BMJ-Reformpapier zu Unterbringung in psychiatrischen Anstalten: Lehren aus dem Fall Mollath oder Wahlkampfpropaganda?

Das Bundesjustizministerium hat ein Eckpunktepapier zum Unterbringungsrecht erarbeiten lassen. Es soll schwieriger werden, Straftäter langjährig in der Psychiatrie zu behalten. Doch ein Experte zweifelt an der Umsetzbarkeit der Vorschläge - und erinnert daran, dass Sachverständige lieber einmal zu oft die Unterbringung empfehlen, als von der Öffentlichkeit für einen Fehler gekreuzigt zu werden.
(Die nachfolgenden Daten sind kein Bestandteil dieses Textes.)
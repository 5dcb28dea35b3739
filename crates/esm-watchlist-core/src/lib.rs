//! Core library for exporting ESM watchlists.
//!
//! - `config`: credentials discovery and validation
//! - `api`: HTTP transport and the ESM session client
//! - `models`: watchlist records returned by the API
//! - `export`: the list/export/write workflow and the filesystem sink

pub mod api;
pub mod config;
pub mod export;
pub mod models;

pub use api::{ApiError, ApiVersion, EsmClient, HttpTransport};
pub use config::{ConfigError, ConfigLoader, Credentials};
"Kern der Überlegungen ist, durch ein engmaschiges Netz an Kontrollen dafür Sorge zu tragen, dass der massive Eingriff in die Freiheit der Betroffenen, den die Unterbringung darstellt, dort, wo er nicht zwingend angezeigt erscheint, vermieden wird." So heißt es in einer Meldung des Bundesjustizministeriums (BMJ) zu dem Anfang der Woche veröffentlichten Papier. Ein hehres Ziel, wenn man sich den drastischen Anstieg der nach § 63 Strafgesetzbuch (StGB) untergebrachten Straftäter - laut BMJ von knapp 3.000 im Jahr 1996 auf 6.750 im Jahr 2012, bezogen auf die alten Bundesländer - vor Augen führt.
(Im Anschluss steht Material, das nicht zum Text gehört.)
//! ESM credentials configuration.
//!
//! Credentials live in an INI file with one section per appliance profile:
//!
//! ```ini
//! [esm]
//! esmhost = 10.0.0.5
//! esmuser = NGCP
//! esmpass = secret
//! ```
//!
//! Without an explicit path the file is looked up as `.mfe_saw.ini`,
//! `.mfesaw.ini` or `.mfesaw2.ini` in the directories named by `HOME`,
//! `APPDATA` and `XDG_HOME`, then in the current directory. Files with the
//! same stems and a `.toml` extension are read as TOML tables. `ESM_HOST`,
//! `ESM_USER` and `ESM_PASS` override whatever the files provide.

use std::collections::HashMap;
use std::fmt;
use std::path::{Path, PathBuf};

use ini::Ini;
use serde::Deserialize;
use thiserror::Error;
use tracing::{debug, info};

/// Default profile (table) name in the credentials file
pub const DEFAULT_SECTION: &str = "esm";

/// Environment variables naming directories to search
const HOME_VARS: &[&str] = &["HOME", "APPDATA", "XDG_HOME"];

/// Credentials file names, in read order
const CONFIG_FILE_NAMES: &[&str] = &[
    ".mfe_saw.ini",
    ".mfesaw.ini",
    ".mfesaw2.ini",
    ".mfe_saw.toml",
    ".mfesaw.toml",
    ".mfesaw2.toml",
];

/// Keys read from a profile section
const KEY_HOST: &str = "esmhost";
const KEY_USER: &str = "esmuser";
const KEY_PASS: &str = "esmpass";

const ENV_HOST: &str = "ESM_HOST";
const ENV_USER: &str = "ESM_USER";
const ENV_PASS: &str = "ESM_PASS";

#[derive(Error, Debug)]
pub enum ConfigError {
    #[error("No credentials file found (looked for {})", CONFIG_FILE_NAMES.join(", "))]
    NotFound,

    #[error("Config file does not exist: {0}")]
    MissingFile(PathBuf),

    #[error("Section not found in config file: {0}")]
    MissingSection(String),

    #[error("Invalid config: missing {0}")]
    MissingField(&'static str),

    #[error("Failed to read config file {path}: {source}")]
    Read {
        path: PathBuf,
        source: std::io::Error,
    },

    #[error("Failed to parse config file {path}: {source}")]
    Parse {
        path: PathBuf,
        source: toml::de::Error,
    },

    #[error("Failed to parse config file {path}: {source}")]
    ParseIni {
        path: PathBuf,
        source: ini::ParseError,
    },
}

/// ESM host and login. Immutable once built.
#[derive(Clone, PartialEq, Eq)]
pub struct Credentials {
    host: String,
    username: String,
    password: String,
}

impl Credentials {
    pub fn new(
        host: impl Into<String>,
        username: impl Into<String>,
        password: impl Into<String>,
    ) -> Result<Self, ConfigError> {
        Self::from_parts(Some(host.into()), Some(username.into()), Some(password.into()))
    }

    /// Build credentials from possibly-missing parts. Empty strings count
    /// as missing.
    pub fn from_parts(
        host: Option<String>,
        username: Option<String>,
        password: Option<String>,
    ) -> Result<Self, ConfigError> {
        fn required(value: Option<String>, field: &'static str) -> Result<String, ConfigError> {
            value
                .filter(|v| !v.trim().is_empty())
                .ok_or(ConfigError::MissingField(field))
        }

        Ok(Self {
            host: required(host, KEY_HOST)?,
            username: required(username, KEY_USER)?,
            password: required(password, KEY_PASS)?,
        })
    }

    pub fn host(&self) -> &str {
        &self.host
    }

    pub fn username(&self) -> &str {
        &self.username
    }

    pub fn password(&self) -> &str {
        &self.password
    }
}

impl fmt::Debug for Credentials {
    fn fmt(&self, f: &mut fmt::Formatter<'_>) -> fmt::Result {
        f.debug_struct("Credentials")
            .field("host", &self.host)
            .field("username", &self.username)
            .field("password", &"<redacted>")
            .finish()
    }
}

/// One profile table as it appears in a credentials file.
#[derive(Debug, Clone, Default, Deserialize)]
struct Section {
    esmhost: Option<String>,
    esmuser: Option<String>,
    esmpass: Option<String>,
}

impl Section {
    /// Overlay `other` onto `self`, field by field.
    fn merge(&mut self, other: Section) {
        if other.esmhost.is_some() {
            self.esmhost = other.esmhost;
        }
        if other.esmuser.is_some() {
            self.esmuser = other.esmuser;
        }
        if other.esmpass.is_some() {
            self.esmpass = other.esmpass;
        }
    }

    fn is_empty(&self) -> bool {
        self.esmhost.is_none() && self.esmuser.is_none() && self.esmpass.is_none()
    }
}

type ConfigFile = HashMap<String, Section>;

/// Resolves credentials from files and the environment.
#[derive(Debug, Clone)]
pub struct ConfigLoader {
    section: String,
    search_dirs: Vec<PathBuf>,
    env: HashMap<String, String>,
}

impl ConfigLoader {
    /// Loader for `section`, searching the standard locations and reading
    /// overrides from the process environment.
    pub fn new(section: impl Into<String>) -> Self {
        let env: HashMap<String, String> = std::env::vars().collect();

        let mut search_dirs: Vec<PathBuf> = HOME_VARS
            .iter()
            .filter_map(|var| env.get(*var))
            .map(PathBuf::from)
            .collect();
        if search_dirs.is_empty() {
            if let Some(home) = dirs::home_dir() {
                search_dirs.push(home);
            }
        }
        search_dirs.push(PathBuf::from("."));

        Self {
            section: section.into(),
            search_dirs,
            env,
        }
    }

    /// Replace the directories searched when no explicit path is given.
    pub fn with_search_dirs(mut self, dirs: Vec<PathBuf>) -> Self {
        self.search_dirs = dirs;
        self
    }

    /// Replace the environment used for overrides.
    pub fn with_env(mut self, env: HashMap<String, String>) -> Self {
        self.env = env;
        self
    }

    /// Resolve credentials. An explicit `path` must exist; otherwise every
    /// credentials file found in the search directories is read, later files
    /// overriding earlier ones.
    pub fn load(&self, path: Option<&Path>) -> Result<Credentials, ConfigError> {
        let files = match path {
            Some(path) if path.is_file() => vec![path.to_path_buf()],
            Some(path) => return Err(ConfigError::MissingFile(path.to_path_buf())),
            None => self.discover(),
        };

        let overrides = self.env_section();
        if files.is_empty() && overrides.is_empty() {
            return Err(ConfigError::NotFound);
        }

        let mut section = Section::default();
        let mut found_section = false;
        for file in &files {
            info!(path = %file.display(), "Reading credentials file");
            let mut parsed = Self::read_file(file)?;
            if let Some(s) = parsed.remove(&self.section) {
                section.merge(s);
                found_section = true;
            }
        }

        if !files.is_empty() && !found_section && overrides.is_empty() {
            return Err(ConfigError::MissingSection(self.section.clone()));
        }

        if !overrides.is_empty() {
            debug!("Applying environment overrides");
            section.merge(overrides);
        }

        Credentials::from_parts(section.esmhost, section.esmuser, section.esmpass)
    }

    fn discover(&self) -> Vec<PathBuf> {
        let mut found = Vec::new();
        for dir in &self.search_dirs {
            for name in CONFIG_FILE_NAMES {
                let candidate = dir.join(name);
                if candidate.is_file() {
                    debug!(path = %candidate.display(), "Found credentials file");
                    found.push(candidate);
                }
            }
        }
        found
    }

    fn read_file(path: &Path) -> Result<ConfigFile, ConfigError> {
        let contents = std::fs::read_to_string(path).map_err(|source| ConfigError::Read {
            path: path.to_path_buf(),
            source,
        })?;
        let is_toml = path.extension().and_then(|ext| ext.to_str()) == Some("toml");
        if is_toml {
            return toml::from_str(&contents).map_err(|source| ConfigError::Parse {
                path: path.to_path_buf(),
                source,
            });
        }

        let parsed = Ini::load_from_str(&contents).map_err(|source| ConfigError::ParseIni {
            path: path.to_path_buf(),
            source,
        })?;
        let sections = parsed
            .iter()
            .filter_map(|(name, props)| {
                let get = |key: &str| props.get(key).map(str::to_string);
                name.map(|name| {
                    let section = Section {
                        esmhost: get(KEY_HOST),
                        esmuser: get(KEY_USER),
                        esmpass: get(KEY_PASS),
                    };
                    (name.to_string(), section)
                })
            })
            .collect();
        Ok(sections)
    }

    fn env_section(&self) -> Section {
        let get = |key: &str| self.env.get(key).filter(|v| !v.is_empty()).cloned();
        Section {
            esmhost: get(ENV_HOST),
            esmuser: get(ENV_USER),
            esmpass: get(ENV_PASS),
        }
    }
}

#[cfg(test)]
mod tests {
    use super::*;
    use tempfile::TempDir;

    fn write(dir: &TempDir, name: &str, contents: &str) -> PathBuf {
        let path = dir.path().join(name);
        std::fs::write(&path, contents).unwrap();
        path
    }

    fn loader(dirs: Vec<PathBuf>) -> ConfigLoader {
        ConfigLoader::new(DEFAULT_SECTION)
            .with_search_dirs(dirs)
            .with_env(HashMap::new())
    }

    #[test]
    fn test_credentials_require_every_field() {
        let err = Credentials::from_parts(None, Some("u".into()), Some("p".into())).unwrap_err();
        assert!(matches!(err, ConfigError::MissingField("esmhost")));

        let err = Credentials::from_parts(Some("h".into()), None, Some("p".into())).unwrap_err();
        assert!(matches!(err, ConfigError::MissingField("esmuser")));

        let err = Credentials::from_parts(Some("h".into()), Some("u".into()), None).unwrap_err();
        assert!(matches!(err, ConfigError::MissingField("esmpass")));

        let err = Credentials::new("h", "u", "  ").unwrap_err();
        assert!(matches!(err, ConfigError::MissingField("esmpass")));
    }

    #[test]
    fn test_credentials_debug_redacts_password() {
        let creds = Credentials::new("esm.local", "admin", "hunter2").unwrap();
        let debug = format!("{:?}", creds);
        assert!(debug.contains("esm.local"));
        assert!(!debug.contains("hunter2"));
    }

    #[test]
    fn test_load_explicit_path() {
        let dir = TempDir::new().unwrap();
        let path = write(
            &dir,
            "creds.toml",
            "[esm]\nesmhost = \"10.0.0.5\"\nesmuser = \"NGCP\"\nesmpass = \"secret\"\n",
        );

        let creds = loader(vec![]).load(Some(&path)).unwrap();
        assert_eq!(creds.host(), "10.0.0.5");
        assert_eq!(creds.username(), "NGCP");
        assert_eq!(creds.password(), "secret");
    }

    #[test]
    fn test_load_explicit_path_must_exist() {
        let dir = TempDir::new().unwrap();
        let missing = dir.path().join("nope.toml");
        let err = loader(vec![]).load(Some(&missing)).unwrap_err();
        assert!(matches!(err, ConfigError::MissingFile(_)));
    }

    #[test]
    fn test_load_nothing_found() {
        let dir = TempDir::new().unwrap();
        let err = loader(vec![dir.path().to_path_buf()]).load(None).unwrap_err();
        assert!(matches!(err, ConfigError::NotFound));
    }

    #[test]
    fn test_load_missing_section() {
        let dir = TempDir::new().unwrap();
        write(&dir, ".mfesaw2.toml", "[other]\nesmhost = \"h\"\n");
        let err = loader(vec![dir.path().to_path_buf()]).load(None).unwrap_err();
        assert!(matches!(err, ConfigError::MissingSection(s) if s == "esm"));
    }

    #[test]
    fn test_load_missing_field() {
        let dir = TempDir::new().unwrap();
        write(&dir, ".mfesaw2.toml", "[esm]\nesmhost = \"h\"\nesmuser = \"u\"\n");
        let err = loader(vec![dir.path().to_path_buf()]).load(None).unwrap_err();
        assert!(matches!(err, ConfigError::MissingField("esmpass")));
    }

    #[test]
    fn test_later_files_override_earlier() {
        let dir = TempDir::new().unwrap();
        write(
            &dir,
            ".mfe_saw.toml",
            "[esm]\nesmhost = \"old\"\nesmuser = \"u\"\nesmpass = \"p\"\n",
        );
        write(&dir, ".mfesaw2.toml", "[esm]\nesmhost = \"new\"\n");

        let creds = loader(vec![dir.path().to_path_buf()]).load(None).unwrap();
        assert_eq!(creds.host(), "new");
        assert_eq!(creds.username(), "u");
    }

    #[test]
    fn test_env_overrides_file() {
        let dir = TempDir::new().unwrap();
        write(
            &dir,
            ".mfesaw.toml",
            "[esm]\nesmhost = \"h\"\nesmuser = \"u\"\nesmpass = \"p\"\n",
        );
        let env = HashMap::from([(ENV_PASS.to_string(), "from-env".to_string())]);

        let creds = loader(vec![dir.path().to_path_buf()])
            .with_env(env)
            .load(None)
            .unwrap();
        assert_eq!(creds.password(), "from-env");
        assert_eq!(creds.host(), "h");
    }

    #[test]
    fn test_env_only() {
        let dir = TempDir::new().unwrap();
        let env = HashMap::from([
            (ENV_HOST.to_string(), "h".to_string()),
            (ENV_USER.to_string(), "u".to_string()),
            (ENV_PASS.to_string(), "p".to_string()),
        ]);

        let creds = loader(vec![dir.path().to_path_buf()])
            .with_env(env)
            .load(None)
            .unwrap();
        assert_eq!(creds, Credentials::new("h", "u", "p").unwrap());
    }

    #[test]
    fn test_custom_section() {
        let dir = TempDir::new().unwrap();
        let path = write(
            &dir,
            "creds.toml",
            "[lab]\nesmhost = \"lab\"\nesmuser = \"u\"\nesmpass = \"p\"\n",
        );

        let creds = ConfigLoader::new("lab")
            .with_env(HashMap::new())
            .load(Some(&path))
            .unwrap();
        assert_eq!(creds.host(), "lab");
    }

    #[test]
    fn test_load_ini_file() {
        let dir = TempDir::new().unwrap();
        write(
            &dir,
            ".mfesaw2.ini",
            "[esm]\nesmhost = 10.0.0.5\nesmuser = NGCP\nesmpass = secret\n\n[lab]\nesmhost = lab\n",
        );

        let creds = loader(vec![dir.path().to_path_buf()]).load(None).unwrap();
        assert_eq!(creds.host(), "10.0.0.5");
        assert_eq!(creds.username(), "NGCP");
        assert_eq!(creds.password(), "secret");
    }

    #[test]
    fn test_toml_file_overrides_ini_file() {
        let dir = TempDir::new().unwrap();
        write(
            &dir,
            ".mfe_saw.ini",
            "[esm]\nesmhost = old\nesmuser = u\nesmpass = p\n",
        );
        write(&dir, ".mfesaw.toml", "[esm]\nesmhost = \"new\"\n");

        let creds = loader(vec![dir.path().to_path_buf()]).load(None).unwrap();
        assert_eq!(creds.host(), "new");
        assert_eq!(creds.password(), "p");
    }

    #[test]
    fn test_ini_missing_section() {
        let dir = TempDir::new().unwrap();
        let path = write(&dir, "creds.ini", "[other]\nesmhost = h\n");
        let err = loader(vec![]).load(Some(&path)).unwrap_err();
        assert!(matches!(err, ConfigError::MissingSection(s) if s == "esm"));
    }

    #[test]
    fn test_parse_error() {
        let dir = TempDir::new().unwrap();
        let path = write(&dir, "creds.toml", "[esm\nesmhost = ");
        let err = loader(vec![]).load(Some(&path)).unwrap_err();
        assert!(matches!(err, ConfigError::Parse { .. }));
    }
}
Erreicht werden soll es durch eine Reihe von Umstellungen der aktuellen Gesetzeslage. So soll in Zukunft nicht mehr ausreichen, dass von dem Täter "infolge seines Zustandes erhebliche rechtswidrige Taten zu erwarten sind und er deshalb für die Allgemeinheit gefährlich ist".

Vielmehr sollen nur solche erheblichen rechtswidrigen Taten genügen, durch die zudem "die Opfer seelisch oder körperlich erheblich geschädigt oder erheblich gefährdet werden oder schwerer wirtschaftlicher Schaden angerichtet wird". Nach acht Jahren der Unterbringung fällt zudem das Kriterium der Gefahr wirtschaftlicher Schäden weg.
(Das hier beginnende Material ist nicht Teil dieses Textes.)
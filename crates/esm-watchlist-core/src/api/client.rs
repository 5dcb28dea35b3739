//! Session client for the ESM REST API.
//!
//! This module provides the `EsmClient` struct, which logs in, builds
//! per-method URLs, unwraps response envelopes and pages through watchlist
//! value files.

use std::fmt;
use std::str::FromStr;

use base64::engine::general_purpose::STANDARD as BASE64;
use base64::Engine;
use serde::de::DeserializeOwned;
use serde_json::{json, Value};
use tracing::{debug, info, warn};

use crate::config::Credentials;
use crate::models::{WatchlistDetails, WatchlistId, WatchlistSummary, WatchlistValues};

use super::transport::{RawResponse, Transport};
use super::ApiError;

// ============================================================================
// Constants
// ============================================================================

/// Response header carrying the anti-CSRF token after login
const CSRF_RESPONSE_HEADER: &str = "Xsrf-Token";

/// Request header the token is echoed back in
const CSRF_REQUEST_HEADER: &str = "X-Xsrf-Token";

const LOGIN_LOCALE: &str = "en_US";
const LOGIN_OS: &str = "Win32";

const METHOD_LOGOUT: &str = "logout";
const METHOD_WATCHLIST_FIELDS: &str = "sysGetWatchlistFields";
const METHOD_WATCHLISTS: &str =
    "sysGetWatchlists?hidden=false&dynamic=false&writeOnly=false&indexedOnly=false";
const METHOD_WATCHLIST_DETAILS: &str = "sysGetWatchlistDetails";
const METHOD_WATCHLIST_VALUES: &str = "sysGetWatchlistValues";

/// Upper bound on value-file chunks fetched for a single watchlist.
pub const MAX_EXPORT_CHUNKS: usize = 100_000;

/// ESM public API version.
#[derive(Debug, Clone, Copy, PartialEq, Eq, Default)]
pub enum ApiVersion {
    V1,
    #[default]
    V2,
}

impl FromStr for ApiVersion {
    type Err = ApiError;

    fn from_str(s: &str) -> Result<Self, Self::Err> {
        match s.trim() {
            "1" => Ok(ApiVersion::V1),
            "2" => Ok(ApiVersion::V2),
            other => Err(ApiError::InvalidApiVersion(other.to_string())),
        }
    }
}

impl fmt::Display for ApiVersion {
    fn fmt(&self, f: &mut fmt::Formatter<'_>) -> fmt::Result {
        match self {
            ApiVersion::V1 => f.write_str("1"),
            ApiVersion::V2 => f.write_str("2"),
        }
    }
}

/// URLs derived once from the appliance host.
#[derive(Debug, Clone, PartialEq, Eq)]
pub struct Endpoints {
    pub base_url: String,
    pub login_url: String,
    pub internal_url: String,
}

impl Endpoints {
    pub fn new(host: &str, version: ApiVersion) -> Self {
        let base_url = match version {
            ApiVersion::V2 => format!("https://{}/rs/esm/v2/", host),
            ApiVersion::V1 => format!("https://{}/rs/esm/", host),
        };
        Self {
            base_url,
            login_url: format!("https://{}/rs/esm/login", host),
            internal_url: format!("https://{}/ess", host),
        }
    }

    /// URL for a public API method. Fully-uppercase names belong to the
    /// internal API, whose request format is not supported here.
    pub fn method_url(&self, method: &str) -> Result<String, ApiError> {
        if is_internal_method(method) {
            return Err(ApiError::InternalApiUnsupported(method.to_string()));
        }
        Ok(format!("{}{}", self.base_url, method))
    }
}

fn is_internal_method(method: &str) -> bool {
    let name = method.split('?').next().unwrap_or(method);
    name.chars().any(|c| c.is_alphabetic()) && !name.chars().any(|c| c.is_lowercase())
}

/// Unwrap the JSON envelope of an API response.
///
/// Sequences come back unchanged and a `value` key is unwrapped. A mapping
/// with a `return` key but no `value` key is returned whole, as is any
/// other mapping. Bodies that are not JSON yield `None`.
pub fn unwrap_envelope(body: &str) -> Option<Value> {
    let decoded: Value = match serde_json::from_str(body) {
        Ok(v) => v,
        Err(e) => {
            debug!(error = %e, "Response body is not JSON");
            return None;
        }
    };

    match decoded {
        Value::Object(mut map) => match map.remove("value") {
            Some(value) => Some(value),
            None => {
                if map.contains_key("return") {
                    debug!("Response carries a return marker");
                }
                Some(Value::Object(map))
            }
        },
        other => Some(other),
    }
}

/// Login request body with base64-encoded credentials.
pub fn login_payload(username: &str, password: &str) -> Value {
    json!({
        "username": BASE64.encode(username.as_bytes()),
        "password": BASE64.encode(password.as_bytes()),
        "locale": LOGIN_LOCALE,
        "os": LOGIN_OS,
    })
}

/// Session client for one ESM appliance.
pub struct EsmClient<T: Transport> {
    transport: T,
    credentials: Credentials,
    endpoints: Endpoints,
    csrf_token: Option<String>,
    max_export_chunks: usize,
}

impl<T: Transport> EsmClient<T> {
    /// Create a client. No network I/O happens until `login`.
    pub fn new(credentials: Credentials, version: ApiVersion, transport: T) -> Self {
        let endpoints = Endpoints::new(credentials.host(), version);
        debug!(base_url = %endpoints.base_url, "ESM client created");
        Self {
            transport,
            credentials,
            endpoints,
            csrf_token: None,
            max_export_chunks: MAX_EXPORT_CHUNKS,
        }
    }

    /// Override the per-watchlist chunk limit (default `MAX_EXPORT_CHUNKS`).
    pub fn with_max_export_chunks(mut self, max_export_chunks: usize) -> Self {
        self.max_export_chunks = max_export_chunks;
        self
    }

    pub fn endpoints(&self) -> &Endpoints {
        &self.endpoints
    }

    pub fn is_authenticated(&self) -> bool {
        self.csrf_token.is_some()
    }

    /// Authenticate and install the CSRF token on the transport.
    pub async fn login(&mut self) -> Result<(), ApiError> {
        let payload = login_payload(self.credentials.username(), self.credentials.password());

        info!(host = %self.credentials.host(), "Logging in to ESM");
        let response = self
            .transport
            .post(&self.endpoints.login_url, Some(&payload))
            .await?;

        if !response.is_success() {
            warn!(status = response.status, "Login rejected");
            return Err(ApiError::from_status(response.status, &response.body));
        }

        self.install_csrf_token(&response)
    }

    fn install_csrf_token(&mut self, response: &RawResponse) -> Result<(), ApiError> {
        let token = response
            .header(CSRF_RESPONSE_HEADER)
            .filter(|t| !t.is_empty())
            .ok_or(ApiError::MissingCsrfToken)?
            .to_string();

        self.transport
            .set_headers(&[(CSRF_REQUEST_HEADER, token.as_str())])?;
        self.csrf_token = Some(token);
        info!("Logged in");
        Ok(())
    }

    /// End the session and discard the token.
    pub async fn logout(&mut self) -> Result<(), ApiError> {
        self.require_auth()?;
        let url = self.endpoints.method_url(METHOD_LOGOUT)?;
        let response = self.transport.delete(&url, None).await;

        self.transport.remove_header(CSRF_REQUEST_HEADER);
        self.csrf_token = None;

        let response = response?;
        if !response.is_success() {
            warn!(status = response.status, "Logout returned an error status");
        }
        info!("Logged out");
        Ok(())
    }

    fn require_auth(&self) -> Result<(), ApiError> {
        if self.is_authenticated() {
            Ok(())
        } else {
            Err(ApiError::NotAuthenticated)
        }
    }

    /// POST an API method and return the unwrapped body, or `None` when the
    /// body is not JSON.
    pub async fn post(&self, method: &str, body: Option<&Value>) -> Result<Option<Value>, ApiError> {
        self.require_auth()?;
        let url = self.endpoints.method_url(method)?;
        let response = self.transport.post(&url, body).await?;
        if !response.is_success() {
            warn!(method, status = response.status, "API call returned an error status");
        }
        Ok(unwrap_envelope(&response.body))
    }

    async fn post_as<R: DeserializeOwned>(
        &self,
        method: &str,
        body: Option<&Value>,
    ) -> Result<R, ApiError> {
        let value = self
            .post(method, body)
            .await?
            .ok_or_else(|| ApiError::EmptyResponse(method.to_string()))?;
        serde_json::from_value(value)
            .map_err(|e| ApiError::InvalidResponse(format!("{}: {}", method, e)))
    }

    // ===== Watchlists =====

    pub async fn list_watchlist_fields(&self) -> Result<Option<Value>, ApiError> {
        self.post(METHOD_WATCHLIST_FIELDS, None).await
    }

    pub async fn list_watchlists(&self) -> Result<Vec<WatchlistSummary>, ApiError> {
        let lists: Vec<WatchlistSummary> = self.post_as(METHOD_WATCHLISTS, None).await?;
        debug!(count = lists.len(), "Watchlists listed");
        Ok(lists)
    }

    pub async fn get_watchlist_details(&self, id: &WatchlistId) -> Result<WatchlistDetails, ApiError> {
        let body = json!({ "id": id });
        self.post_as(METHOD_WATCHLIST_DETAILS, Some(&body)).await
    }

    async fn get_watchlist_values(
        &self,
        file_token: &str,
        position: u64,
    ) -> Result<WatchlistValues, ApiError> {
        let method = format!("{}?pos={}&count=0", METHOD_WATCHLIST_VALUES, position);
        let body = json!({ "file": { "id": file_token } });
        self.post_as(&method, Some(&body)).await
    }

    /// Fetch a watchlist's value file as an ordered list of chunks.
    ///
    /// Chunks are requested from the running byte position until it equals
    /// the file size reported by the latest chunk. The loop fails instead of
    /// spinning when a chunk makes no progress, when the position passes the
    /// reported size, when the byte count would overflow, or after the
    /// configured chunk limit.
    pub async fn export_watchlist(&self, id: &WatchlistId) -> Result<Vec<String>, ApiError> {
        let details = self.get_watchlist_details(id).await?;
        let file_token = details.value_file.file_token;

        let mut chunks = Vec::new();
        let mut bytes_read: u64 = 0;

        loop {
            if chunks.len() >= self.max_export_chunks {
                return Err(ApiError::ExportTooManyChunks(self.max_export_chunks));
            }

            let chunk = self.get_watchlist_values(&file_token, bytes_read).await?;
            debug!(
                watchlist = %id,
                position = bytes_read,
                bytes_read = chunk.bytes_read,
                file_size = chunk.file_size,
                "Watchlist chunk received"
            );

            let first = chunks.is_empty();
            bytes_read = bytes_read.checked_add(chunk.bytes_read).ok_or(
                ApiError::ExportSizeOverflow {
                    position: bytes_read,
                    bytes_read: chunk.bytes_read,
                },
            )?;
            chunks.push(chunk.data);

            if bytes_read == chunk.file_size {
                break;
            }
            if bytes_read > chunk.file_size {
                return Err(ApiError::ExportOverrun {
                    position: bytes_read,
                    file_size: chunk.file_size,
                });
            }
            if chunk.bytes_read == 0 && !first {
                return Err(ApiError::ExportStalled {
                    position: bytes_read,
                    file_size: chunk.file_size,
                });
            }
        }

        info!(watchlist = %id, chunks = chunks.len(), bytes = bytes_read, "Watchlist exported");
        Ok(chunks)
    }
}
Zahl der Unterbringungen seit 1996 mehr als verdoppelt, Schwerverbrechen rückläufig

"Das Anliegen, im Hinblick auf die Tiefe des Eingriffs die Zahl der Anordnungen zu beschränken, halte ich durchaus für begrüßenswert", kommentiert Thomas Ullenbruch, Richter am Amtsgericht Emmendingen. "Wenn man sich ansieht, dass die Menge an schweren Straftaten seit 1996 eher rückläufig ist, sich die Zahl der Unterbringungen aber mehr als verdoppelt hat, dann scheint da doch etwas im Argen zu liegen."

Bedenken hat der Mitherausgeber der Neuen Zeitschrift für Strafrecht jedoch hinsichtlich der praktischen Möglichkeit einer so exakten Prognose, wie der Entwurf sie vorsieht: "Ich spreche hier in meiner Funktion als Rechtswissenschaftler, nicht als Richter. Aber die Erfahrung lehrt doch, dass es ungemein schwer ist, überhaupt vorauszusehen, ob jemand in Zukunft straffällig werden wird. Dies außerdem hinsichtlich der Art und Schwere der künftigen Straftat zu spezifizieren, macht die Sache noch einmal komplizierter, und in vielen Fällen wird ganz einfach keine akkurate Vorhersage möglich sein."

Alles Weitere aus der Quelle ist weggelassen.